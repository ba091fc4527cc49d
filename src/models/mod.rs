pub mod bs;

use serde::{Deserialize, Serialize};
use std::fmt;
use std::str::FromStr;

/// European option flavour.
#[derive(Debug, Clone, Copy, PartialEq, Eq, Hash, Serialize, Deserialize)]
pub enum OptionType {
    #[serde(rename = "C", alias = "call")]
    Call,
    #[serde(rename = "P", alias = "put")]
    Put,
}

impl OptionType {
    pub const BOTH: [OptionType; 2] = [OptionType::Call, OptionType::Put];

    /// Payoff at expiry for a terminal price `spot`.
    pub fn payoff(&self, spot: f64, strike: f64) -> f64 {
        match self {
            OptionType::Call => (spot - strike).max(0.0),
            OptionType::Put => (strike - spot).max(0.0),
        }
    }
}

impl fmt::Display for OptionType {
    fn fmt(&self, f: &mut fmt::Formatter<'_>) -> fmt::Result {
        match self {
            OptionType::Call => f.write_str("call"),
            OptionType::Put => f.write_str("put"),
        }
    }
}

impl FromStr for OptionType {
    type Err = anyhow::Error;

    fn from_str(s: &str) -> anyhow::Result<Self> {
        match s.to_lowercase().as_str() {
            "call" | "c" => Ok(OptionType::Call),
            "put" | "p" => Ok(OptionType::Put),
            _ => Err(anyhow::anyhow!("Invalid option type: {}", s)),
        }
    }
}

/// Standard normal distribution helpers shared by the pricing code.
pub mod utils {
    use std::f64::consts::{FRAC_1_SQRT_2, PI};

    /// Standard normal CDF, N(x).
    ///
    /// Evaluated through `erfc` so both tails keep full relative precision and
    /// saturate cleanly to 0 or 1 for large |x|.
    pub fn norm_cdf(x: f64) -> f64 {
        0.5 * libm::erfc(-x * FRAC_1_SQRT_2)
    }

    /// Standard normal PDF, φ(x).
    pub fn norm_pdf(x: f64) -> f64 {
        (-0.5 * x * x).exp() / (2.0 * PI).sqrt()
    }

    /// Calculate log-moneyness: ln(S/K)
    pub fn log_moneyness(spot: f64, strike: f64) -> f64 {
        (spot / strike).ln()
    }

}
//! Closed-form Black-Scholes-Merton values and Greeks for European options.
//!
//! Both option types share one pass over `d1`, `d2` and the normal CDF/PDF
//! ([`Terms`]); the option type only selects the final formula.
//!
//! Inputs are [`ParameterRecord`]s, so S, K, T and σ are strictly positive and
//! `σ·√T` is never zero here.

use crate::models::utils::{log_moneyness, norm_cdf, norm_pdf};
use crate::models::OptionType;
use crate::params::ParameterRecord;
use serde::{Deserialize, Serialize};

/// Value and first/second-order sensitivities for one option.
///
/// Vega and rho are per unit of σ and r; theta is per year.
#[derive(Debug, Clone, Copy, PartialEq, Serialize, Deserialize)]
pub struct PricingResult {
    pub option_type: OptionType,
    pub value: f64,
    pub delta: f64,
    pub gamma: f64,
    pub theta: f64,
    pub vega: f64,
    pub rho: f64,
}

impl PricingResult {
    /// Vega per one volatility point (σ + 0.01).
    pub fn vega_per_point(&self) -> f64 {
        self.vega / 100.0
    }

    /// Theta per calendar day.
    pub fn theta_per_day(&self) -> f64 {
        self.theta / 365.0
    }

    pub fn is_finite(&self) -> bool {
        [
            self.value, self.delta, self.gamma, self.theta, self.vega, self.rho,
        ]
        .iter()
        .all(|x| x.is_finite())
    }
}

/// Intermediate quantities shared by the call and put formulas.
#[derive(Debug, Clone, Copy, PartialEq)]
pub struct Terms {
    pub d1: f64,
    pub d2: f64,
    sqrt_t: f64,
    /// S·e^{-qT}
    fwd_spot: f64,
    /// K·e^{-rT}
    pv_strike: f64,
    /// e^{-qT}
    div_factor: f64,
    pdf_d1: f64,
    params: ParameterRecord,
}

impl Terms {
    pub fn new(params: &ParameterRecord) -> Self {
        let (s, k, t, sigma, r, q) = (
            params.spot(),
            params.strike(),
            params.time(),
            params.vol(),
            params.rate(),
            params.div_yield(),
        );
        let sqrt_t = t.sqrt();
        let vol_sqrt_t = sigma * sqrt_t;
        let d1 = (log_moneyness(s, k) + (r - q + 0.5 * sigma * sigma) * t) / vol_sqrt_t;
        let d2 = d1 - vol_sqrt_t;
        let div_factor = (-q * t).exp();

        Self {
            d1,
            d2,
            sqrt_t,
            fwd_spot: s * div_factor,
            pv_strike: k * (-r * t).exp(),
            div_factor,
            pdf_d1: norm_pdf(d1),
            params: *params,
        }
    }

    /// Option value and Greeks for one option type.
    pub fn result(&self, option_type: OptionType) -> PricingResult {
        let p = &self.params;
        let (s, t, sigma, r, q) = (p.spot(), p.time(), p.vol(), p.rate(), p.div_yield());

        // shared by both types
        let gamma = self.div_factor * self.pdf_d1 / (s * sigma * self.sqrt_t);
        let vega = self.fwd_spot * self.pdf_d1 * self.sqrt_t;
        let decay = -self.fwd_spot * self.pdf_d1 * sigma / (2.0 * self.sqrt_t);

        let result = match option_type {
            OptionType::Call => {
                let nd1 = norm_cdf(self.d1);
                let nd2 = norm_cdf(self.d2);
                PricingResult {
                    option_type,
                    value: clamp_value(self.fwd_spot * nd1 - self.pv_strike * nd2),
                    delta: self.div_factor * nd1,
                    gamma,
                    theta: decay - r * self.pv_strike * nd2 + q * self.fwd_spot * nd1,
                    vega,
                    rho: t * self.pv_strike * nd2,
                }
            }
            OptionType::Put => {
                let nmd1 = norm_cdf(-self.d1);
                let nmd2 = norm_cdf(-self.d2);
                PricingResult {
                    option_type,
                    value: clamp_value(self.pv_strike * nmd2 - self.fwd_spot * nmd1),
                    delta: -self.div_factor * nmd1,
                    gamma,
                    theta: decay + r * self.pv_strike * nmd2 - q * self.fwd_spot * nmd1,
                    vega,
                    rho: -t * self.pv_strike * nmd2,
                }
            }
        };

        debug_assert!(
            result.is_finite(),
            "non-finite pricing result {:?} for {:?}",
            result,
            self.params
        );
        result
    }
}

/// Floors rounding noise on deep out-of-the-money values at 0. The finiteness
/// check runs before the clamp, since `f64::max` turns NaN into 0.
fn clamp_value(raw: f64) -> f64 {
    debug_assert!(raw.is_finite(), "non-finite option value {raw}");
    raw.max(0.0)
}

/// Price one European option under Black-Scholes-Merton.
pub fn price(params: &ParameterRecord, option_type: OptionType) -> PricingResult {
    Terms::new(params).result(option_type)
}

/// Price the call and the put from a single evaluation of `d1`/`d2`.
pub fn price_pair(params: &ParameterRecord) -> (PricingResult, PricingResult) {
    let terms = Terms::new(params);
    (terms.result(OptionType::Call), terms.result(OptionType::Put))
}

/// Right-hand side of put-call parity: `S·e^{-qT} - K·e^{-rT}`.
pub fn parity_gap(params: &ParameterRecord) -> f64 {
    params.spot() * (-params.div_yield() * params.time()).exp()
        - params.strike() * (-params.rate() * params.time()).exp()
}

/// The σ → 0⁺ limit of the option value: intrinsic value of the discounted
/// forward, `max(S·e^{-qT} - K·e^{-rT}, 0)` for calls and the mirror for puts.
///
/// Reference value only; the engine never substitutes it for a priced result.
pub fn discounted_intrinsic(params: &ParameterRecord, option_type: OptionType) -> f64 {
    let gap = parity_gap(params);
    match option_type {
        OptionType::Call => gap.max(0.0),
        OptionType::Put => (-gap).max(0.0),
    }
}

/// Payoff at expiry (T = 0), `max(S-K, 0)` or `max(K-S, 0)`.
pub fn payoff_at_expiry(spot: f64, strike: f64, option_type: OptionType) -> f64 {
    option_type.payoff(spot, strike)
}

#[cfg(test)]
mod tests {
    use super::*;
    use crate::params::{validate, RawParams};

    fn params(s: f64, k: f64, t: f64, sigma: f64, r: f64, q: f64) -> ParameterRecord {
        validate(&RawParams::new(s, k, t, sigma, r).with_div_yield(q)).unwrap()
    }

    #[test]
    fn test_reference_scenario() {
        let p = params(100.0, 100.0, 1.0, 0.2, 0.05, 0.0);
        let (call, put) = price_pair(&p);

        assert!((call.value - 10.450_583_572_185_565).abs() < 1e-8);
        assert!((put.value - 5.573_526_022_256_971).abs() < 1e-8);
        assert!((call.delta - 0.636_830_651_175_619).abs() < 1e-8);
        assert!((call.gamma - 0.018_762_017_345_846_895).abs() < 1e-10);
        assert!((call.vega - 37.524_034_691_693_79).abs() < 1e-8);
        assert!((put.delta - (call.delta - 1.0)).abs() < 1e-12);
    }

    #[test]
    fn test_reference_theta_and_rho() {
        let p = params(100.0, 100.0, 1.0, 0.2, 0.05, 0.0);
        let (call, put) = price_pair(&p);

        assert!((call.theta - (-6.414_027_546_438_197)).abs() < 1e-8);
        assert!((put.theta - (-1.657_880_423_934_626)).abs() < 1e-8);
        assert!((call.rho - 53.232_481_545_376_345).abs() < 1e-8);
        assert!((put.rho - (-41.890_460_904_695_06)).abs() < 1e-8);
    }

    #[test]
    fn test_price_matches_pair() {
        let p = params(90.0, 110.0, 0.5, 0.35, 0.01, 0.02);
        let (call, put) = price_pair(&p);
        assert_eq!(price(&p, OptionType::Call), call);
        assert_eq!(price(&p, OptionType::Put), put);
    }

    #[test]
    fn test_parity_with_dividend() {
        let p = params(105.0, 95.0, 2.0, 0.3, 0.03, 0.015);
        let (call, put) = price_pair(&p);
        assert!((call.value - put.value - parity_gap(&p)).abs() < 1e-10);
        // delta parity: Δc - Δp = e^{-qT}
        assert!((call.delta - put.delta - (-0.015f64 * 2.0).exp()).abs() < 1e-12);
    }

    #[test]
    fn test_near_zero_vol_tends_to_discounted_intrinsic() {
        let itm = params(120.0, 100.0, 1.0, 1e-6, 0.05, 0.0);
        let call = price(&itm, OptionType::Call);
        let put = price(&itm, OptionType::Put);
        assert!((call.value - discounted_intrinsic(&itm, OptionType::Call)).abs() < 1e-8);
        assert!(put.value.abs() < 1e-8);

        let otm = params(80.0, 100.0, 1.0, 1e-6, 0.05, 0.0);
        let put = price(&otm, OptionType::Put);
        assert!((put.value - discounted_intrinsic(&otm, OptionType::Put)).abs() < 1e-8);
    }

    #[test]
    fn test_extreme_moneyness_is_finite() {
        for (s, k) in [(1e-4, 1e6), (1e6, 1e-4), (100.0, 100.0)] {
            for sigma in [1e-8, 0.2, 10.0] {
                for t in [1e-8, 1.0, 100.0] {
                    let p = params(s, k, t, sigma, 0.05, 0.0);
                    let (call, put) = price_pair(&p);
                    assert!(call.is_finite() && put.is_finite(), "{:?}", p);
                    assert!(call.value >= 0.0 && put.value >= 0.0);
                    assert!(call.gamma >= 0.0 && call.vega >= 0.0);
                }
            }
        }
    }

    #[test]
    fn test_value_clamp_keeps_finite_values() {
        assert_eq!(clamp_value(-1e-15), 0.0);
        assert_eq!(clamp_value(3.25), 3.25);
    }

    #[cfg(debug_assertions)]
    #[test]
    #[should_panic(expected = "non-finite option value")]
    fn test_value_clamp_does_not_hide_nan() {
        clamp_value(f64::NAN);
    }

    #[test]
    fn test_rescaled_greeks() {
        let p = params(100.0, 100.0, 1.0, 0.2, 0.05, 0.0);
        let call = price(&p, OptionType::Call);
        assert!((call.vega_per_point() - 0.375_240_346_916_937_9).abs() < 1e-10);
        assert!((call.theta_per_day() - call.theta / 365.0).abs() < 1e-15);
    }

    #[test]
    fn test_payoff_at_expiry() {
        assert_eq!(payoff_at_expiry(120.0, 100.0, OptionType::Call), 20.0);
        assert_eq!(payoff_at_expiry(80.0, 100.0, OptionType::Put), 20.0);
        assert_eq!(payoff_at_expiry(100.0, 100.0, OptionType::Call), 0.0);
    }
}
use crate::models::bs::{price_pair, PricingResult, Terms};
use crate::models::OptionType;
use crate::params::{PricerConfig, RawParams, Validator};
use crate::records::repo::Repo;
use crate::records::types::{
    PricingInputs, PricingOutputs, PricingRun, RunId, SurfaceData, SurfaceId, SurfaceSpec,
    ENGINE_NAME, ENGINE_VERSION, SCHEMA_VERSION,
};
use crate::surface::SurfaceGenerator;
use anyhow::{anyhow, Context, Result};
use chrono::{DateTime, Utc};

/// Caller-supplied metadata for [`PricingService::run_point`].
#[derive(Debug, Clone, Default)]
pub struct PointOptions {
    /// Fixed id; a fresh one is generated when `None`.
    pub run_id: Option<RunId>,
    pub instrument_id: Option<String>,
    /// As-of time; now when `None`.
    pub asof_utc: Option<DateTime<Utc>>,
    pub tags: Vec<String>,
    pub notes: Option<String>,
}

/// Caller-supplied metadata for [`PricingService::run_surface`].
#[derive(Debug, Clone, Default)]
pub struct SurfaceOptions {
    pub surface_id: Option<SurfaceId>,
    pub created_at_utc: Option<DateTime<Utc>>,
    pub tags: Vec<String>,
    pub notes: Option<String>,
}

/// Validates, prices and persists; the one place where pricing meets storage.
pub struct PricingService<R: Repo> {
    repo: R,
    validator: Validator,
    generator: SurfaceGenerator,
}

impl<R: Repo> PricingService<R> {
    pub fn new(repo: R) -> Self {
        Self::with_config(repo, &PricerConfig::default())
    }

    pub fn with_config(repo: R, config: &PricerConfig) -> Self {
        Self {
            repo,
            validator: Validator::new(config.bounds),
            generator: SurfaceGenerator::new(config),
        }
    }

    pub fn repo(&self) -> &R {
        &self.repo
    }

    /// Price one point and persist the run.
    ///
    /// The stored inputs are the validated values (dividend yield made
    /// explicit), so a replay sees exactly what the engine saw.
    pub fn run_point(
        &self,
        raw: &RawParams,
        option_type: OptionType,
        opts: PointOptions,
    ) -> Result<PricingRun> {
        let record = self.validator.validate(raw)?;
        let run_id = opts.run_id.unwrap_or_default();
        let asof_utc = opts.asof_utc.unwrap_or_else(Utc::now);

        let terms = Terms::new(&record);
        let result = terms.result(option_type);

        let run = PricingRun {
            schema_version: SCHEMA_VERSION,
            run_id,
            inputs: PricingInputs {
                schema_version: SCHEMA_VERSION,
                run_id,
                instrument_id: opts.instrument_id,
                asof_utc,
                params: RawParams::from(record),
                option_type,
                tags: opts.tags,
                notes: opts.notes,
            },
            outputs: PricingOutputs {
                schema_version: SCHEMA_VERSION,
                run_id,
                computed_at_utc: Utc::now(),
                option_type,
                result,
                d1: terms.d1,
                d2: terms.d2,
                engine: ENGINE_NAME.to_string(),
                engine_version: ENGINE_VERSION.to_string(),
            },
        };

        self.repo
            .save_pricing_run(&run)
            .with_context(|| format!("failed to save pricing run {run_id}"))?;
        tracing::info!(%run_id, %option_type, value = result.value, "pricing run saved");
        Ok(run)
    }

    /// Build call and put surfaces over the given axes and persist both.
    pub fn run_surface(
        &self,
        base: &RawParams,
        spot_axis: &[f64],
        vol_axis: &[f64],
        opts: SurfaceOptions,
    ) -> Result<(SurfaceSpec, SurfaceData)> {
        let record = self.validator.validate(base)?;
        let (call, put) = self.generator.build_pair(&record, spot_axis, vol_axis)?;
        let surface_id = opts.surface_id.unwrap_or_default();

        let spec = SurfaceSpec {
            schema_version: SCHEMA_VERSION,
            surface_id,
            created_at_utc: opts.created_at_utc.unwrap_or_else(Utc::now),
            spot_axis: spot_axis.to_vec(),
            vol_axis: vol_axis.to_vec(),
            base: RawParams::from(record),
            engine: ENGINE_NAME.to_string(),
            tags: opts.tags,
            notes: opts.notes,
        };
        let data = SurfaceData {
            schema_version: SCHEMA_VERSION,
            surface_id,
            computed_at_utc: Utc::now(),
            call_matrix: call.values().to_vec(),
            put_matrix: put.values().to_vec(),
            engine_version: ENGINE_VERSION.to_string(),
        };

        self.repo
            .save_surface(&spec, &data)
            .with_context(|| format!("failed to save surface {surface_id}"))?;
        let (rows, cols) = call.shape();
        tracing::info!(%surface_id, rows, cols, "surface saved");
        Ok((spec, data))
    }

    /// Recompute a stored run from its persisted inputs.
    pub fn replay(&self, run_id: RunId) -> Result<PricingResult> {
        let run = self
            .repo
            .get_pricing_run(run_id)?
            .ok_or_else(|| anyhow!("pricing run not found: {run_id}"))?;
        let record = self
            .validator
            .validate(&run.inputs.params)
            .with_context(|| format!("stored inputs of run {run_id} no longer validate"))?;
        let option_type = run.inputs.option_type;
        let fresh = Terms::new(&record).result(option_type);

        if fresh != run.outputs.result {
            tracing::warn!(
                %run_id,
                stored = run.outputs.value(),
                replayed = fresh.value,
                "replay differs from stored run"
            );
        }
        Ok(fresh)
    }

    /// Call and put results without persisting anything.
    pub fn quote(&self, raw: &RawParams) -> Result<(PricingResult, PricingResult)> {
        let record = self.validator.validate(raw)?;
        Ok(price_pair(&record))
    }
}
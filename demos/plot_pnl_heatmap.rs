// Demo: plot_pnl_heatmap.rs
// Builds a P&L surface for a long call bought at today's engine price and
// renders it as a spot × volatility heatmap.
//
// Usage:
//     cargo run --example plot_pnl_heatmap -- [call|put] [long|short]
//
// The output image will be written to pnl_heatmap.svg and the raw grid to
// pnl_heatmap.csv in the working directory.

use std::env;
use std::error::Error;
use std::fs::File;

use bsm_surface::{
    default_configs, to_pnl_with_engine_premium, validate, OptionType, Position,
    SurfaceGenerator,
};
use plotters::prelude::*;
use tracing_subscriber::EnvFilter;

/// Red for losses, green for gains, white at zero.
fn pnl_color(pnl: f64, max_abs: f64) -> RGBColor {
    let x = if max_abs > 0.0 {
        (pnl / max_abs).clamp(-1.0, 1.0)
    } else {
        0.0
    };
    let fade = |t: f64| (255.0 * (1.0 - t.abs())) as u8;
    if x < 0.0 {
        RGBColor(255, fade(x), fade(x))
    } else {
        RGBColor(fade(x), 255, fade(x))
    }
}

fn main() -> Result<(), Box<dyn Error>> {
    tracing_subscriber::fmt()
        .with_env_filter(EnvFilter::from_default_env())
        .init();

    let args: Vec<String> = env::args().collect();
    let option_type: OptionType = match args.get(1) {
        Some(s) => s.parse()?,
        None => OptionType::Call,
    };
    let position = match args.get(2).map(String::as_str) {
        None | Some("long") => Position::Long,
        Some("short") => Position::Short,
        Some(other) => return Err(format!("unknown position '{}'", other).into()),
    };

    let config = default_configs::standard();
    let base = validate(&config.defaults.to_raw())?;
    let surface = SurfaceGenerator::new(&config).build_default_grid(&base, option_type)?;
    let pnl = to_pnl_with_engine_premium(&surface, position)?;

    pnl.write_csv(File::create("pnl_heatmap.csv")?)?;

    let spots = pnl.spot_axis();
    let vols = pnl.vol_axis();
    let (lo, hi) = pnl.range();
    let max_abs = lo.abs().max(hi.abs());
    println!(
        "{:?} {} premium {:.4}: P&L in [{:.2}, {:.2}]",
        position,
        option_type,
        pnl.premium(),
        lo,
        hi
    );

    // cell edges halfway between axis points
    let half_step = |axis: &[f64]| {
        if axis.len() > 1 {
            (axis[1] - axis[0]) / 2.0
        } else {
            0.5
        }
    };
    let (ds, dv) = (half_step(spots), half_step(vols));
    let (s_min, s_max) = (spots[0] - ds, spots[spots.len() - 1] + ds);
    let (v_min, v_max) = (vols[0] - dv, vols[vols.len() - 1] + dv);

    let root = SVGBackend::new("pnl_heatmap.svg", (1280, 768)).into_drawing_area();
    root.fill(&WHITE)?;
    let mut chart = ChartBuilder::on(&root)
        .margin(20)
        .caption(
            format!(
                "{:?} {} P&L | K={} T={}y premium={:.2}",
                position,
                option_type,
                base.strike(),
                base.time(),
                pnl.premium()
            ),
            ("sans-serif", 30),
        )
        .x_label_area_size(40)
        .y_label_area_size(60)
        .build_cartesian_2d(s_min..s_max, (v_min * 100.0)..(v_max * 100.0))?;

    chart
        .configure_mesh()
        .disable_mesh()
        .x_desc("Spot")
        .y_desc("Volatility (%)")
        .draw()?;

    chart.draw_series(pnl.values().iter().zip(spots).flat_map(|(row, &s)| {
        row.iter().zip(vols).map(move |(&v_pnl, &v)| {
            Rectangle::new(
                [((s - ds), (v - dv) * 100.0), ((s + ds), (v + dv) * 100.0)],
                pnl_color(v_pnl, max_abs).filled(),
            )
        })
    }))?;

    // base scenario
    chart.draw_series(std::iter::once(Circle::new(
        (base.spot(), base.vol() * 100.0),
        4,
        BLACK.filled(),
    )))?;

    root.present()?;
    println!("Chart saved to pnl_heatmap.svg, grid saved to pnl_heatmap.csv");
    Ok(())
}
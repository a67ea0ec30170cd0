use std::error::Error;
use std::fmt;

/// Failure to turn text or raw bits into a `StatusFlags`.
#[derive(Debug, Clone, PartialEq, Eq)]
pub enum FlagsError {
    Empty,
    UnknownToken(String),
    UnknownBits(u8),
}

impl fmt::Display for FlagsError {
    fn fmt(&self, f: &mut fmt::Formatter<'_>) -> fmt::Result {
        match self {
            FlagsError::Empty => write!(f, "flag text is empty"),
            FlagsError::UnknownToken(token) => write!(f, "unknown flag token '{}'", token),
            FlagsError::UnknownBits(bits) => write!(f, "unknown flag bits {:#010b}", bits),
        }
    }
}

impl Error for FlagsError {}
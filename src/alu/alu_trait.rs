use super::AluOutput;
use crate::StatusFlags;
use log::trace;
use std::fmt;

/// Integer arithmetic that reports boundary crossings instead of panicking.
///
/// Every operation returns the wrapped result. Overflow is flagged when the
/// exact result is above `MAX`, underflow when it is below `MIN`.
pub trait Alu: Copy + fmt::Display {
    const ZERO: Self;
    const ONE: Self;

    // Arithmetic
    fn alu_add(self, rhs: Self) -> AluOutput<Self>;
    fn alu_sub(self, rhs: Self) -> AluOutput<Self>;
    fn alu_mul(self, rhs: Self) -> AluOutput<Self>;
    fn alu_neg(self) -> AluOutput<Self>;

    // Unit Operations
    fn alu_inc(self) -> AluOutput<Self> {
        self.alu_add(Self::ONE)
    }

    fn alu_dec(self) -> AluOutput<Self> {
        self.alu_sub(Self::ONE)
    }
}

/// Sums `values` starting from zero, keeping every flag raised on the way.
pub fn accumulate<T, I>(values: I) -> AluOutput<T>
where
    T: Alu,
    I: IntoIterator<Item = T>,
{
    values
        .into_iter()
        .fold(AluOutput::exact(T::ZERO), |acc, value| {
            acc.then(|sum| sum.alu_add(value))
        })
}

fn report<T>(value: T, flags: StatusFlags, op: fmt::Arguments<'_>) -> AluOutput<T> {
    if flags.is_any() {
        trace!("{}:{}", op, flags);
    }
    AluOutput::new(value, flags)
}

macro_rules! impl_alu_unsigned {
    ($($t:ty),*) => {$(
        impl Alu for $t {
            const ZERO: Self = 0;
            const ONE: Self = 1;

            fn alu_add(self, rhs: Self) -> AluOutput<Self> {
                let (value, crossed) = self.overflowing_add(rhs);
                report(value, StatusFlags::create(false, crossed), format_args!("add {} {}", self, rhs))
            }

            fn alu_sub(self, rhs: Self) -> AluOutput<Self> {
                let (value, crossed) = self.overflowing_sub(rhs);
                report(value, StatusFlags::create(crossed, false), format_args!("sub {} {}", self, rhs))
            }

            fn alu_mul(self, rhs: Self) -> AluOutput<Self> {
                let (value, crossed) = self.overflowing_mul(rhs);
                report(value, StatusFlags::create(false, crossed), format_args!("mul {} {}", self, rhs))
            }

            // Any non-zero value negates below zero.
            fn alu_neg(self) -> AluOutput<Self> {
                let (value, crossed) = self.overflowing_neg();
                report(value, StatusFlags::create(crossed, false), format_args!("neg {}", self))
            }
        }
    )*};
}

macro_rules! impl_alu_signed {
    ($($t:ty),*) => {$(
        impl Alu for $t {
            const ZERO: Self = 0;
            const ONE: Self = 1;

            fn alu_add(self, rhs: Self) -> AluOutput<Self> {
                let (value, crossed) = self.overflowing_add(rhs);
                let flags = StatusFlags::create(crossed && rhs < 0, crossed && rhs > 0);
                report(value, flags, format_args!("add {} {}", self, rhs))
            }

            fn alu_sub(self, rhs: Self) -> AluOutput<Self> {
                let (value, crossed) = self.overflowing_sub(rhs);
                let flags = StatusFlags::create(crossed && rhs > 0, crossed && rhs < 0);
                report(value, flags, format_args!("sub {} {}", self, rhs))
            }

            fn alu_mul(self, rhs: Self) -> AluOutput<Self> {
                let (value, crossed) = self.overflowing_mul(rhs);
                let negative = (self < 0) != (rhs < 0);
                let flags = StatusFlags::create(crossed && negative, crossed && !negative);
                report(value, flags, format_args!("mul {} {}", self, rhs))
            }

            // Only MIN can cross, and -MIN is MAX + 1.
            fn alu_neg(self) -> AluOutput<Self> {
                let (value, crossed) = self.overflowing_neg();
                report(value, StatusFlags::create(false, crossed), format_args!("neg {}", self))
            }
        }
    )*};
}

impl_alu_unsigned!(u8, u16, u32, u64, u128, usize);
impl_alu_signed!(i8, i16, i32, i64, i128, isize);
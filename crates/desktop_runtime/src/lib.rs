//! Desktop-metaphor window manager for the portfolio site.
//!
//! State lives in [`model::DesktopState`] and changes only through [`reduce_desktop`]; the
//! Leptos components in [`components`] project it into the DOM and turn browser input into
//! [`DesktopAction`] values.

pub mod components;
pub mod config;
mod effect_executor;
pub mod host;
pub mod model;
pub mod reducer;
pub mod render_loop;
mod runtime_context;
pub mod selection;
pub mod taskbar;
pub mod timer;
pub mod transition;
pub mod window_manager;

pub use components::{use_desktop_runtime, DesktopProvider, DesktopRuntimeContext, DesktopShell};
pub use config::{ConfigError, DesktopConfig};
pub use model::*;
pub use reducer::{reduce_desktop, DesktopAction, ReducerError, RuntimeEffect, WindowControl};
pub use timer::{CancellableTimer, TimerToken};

__Directions__:
Once the line containing "the normal CDF/PDF" has been written out, please stop; every line before it, back to the first line of the records above, should be given exactly.

__Output of the task__:
repository ba091fc4527cc49d
filename src/models/mod.rs
pub mod bs;

use serde::{Deserialize, Serialize};
use std::fmt;
use std::str::FromStr;

/// European option flavour.
#[derive(Debug, Clone, Copy, PartialEq, Eq, Hash, Serialize, Deserialize)]
pub enum OptionType {
    #[serde(rename = "C", alias = "call")]
    Call,
    #[serde(rename = "P", alias = "put")]
    Put,
}

impl OptionType {
    pub const BOTH: [OptionType; 2] = [OptionType::Call, OptionType::Put];

    /// Payoff at expiry for a terminal price `spot`.
    pub fn payoff(&self, spot: f64, strike: f64) -> f64 {
        match self {
            OptionType::Call => (spot - strike).max(0.0),
            OptionType::Put => (strike - spot).max(0.0),
        }
    }
}

impl fmt::Display for OptionType {
    fn fmt(&self, f: &mut fmt::Formatter<'_>) -> fmt::Result {
        match self {
            OptionType::Call => f.write_str("call"),
            OptionType::Put => f.write_str("put"),
        }
    }
}

impl FromStr for OptionType {
    type Err = anyhow::Error;

    fn from_str(s: &str) -> anyhow::Result<Self> {
        match s.to_lowercase().as_str() {
            "call" | "c" => Ok(OptionType::Call),
            "put" | "p" => Ok(OptionType::Put),
            _ => Err(anyhow::anyhow!("Invalid option type: {}", s)),
        }
    }
}

/// Standard normal distribution helpers shared by the pricing code.
pub mod utils {
    use std::f64::consts::{FRAC_1_SQRT_2, PI};

    /// Standard normal CDF, N(x).
    ///
    /// Evaluated through `erfc` so both tails keep full relative precision and
    /// saturate cleanly to 0 or 1 for large |x|.
    pub fn norm_cdf(x: f64) -> f64 {
        0.5 * libm::erfc(-x * FRAC_1_SQRT_2)
    }

    /// Standard normal PDF, φ(x).
    pub fn norm_pdf(x: f64) -> f64 {
        (-0.5 * x * x).exp() / (2.0 * PI).sqrt()
    }

    /// Calculate log-moneyness: ln(S/K)
    pub fn log_moneyness(spot: f64, strike: f64) -> f64 {
        (spot / strike).ln()
    }

}
//! Closed-form Black-Scholes-Merton values and Greeks for European options.
//!
//! Both option types share one pass over `d1`, `d2` and the normal CDF/PDF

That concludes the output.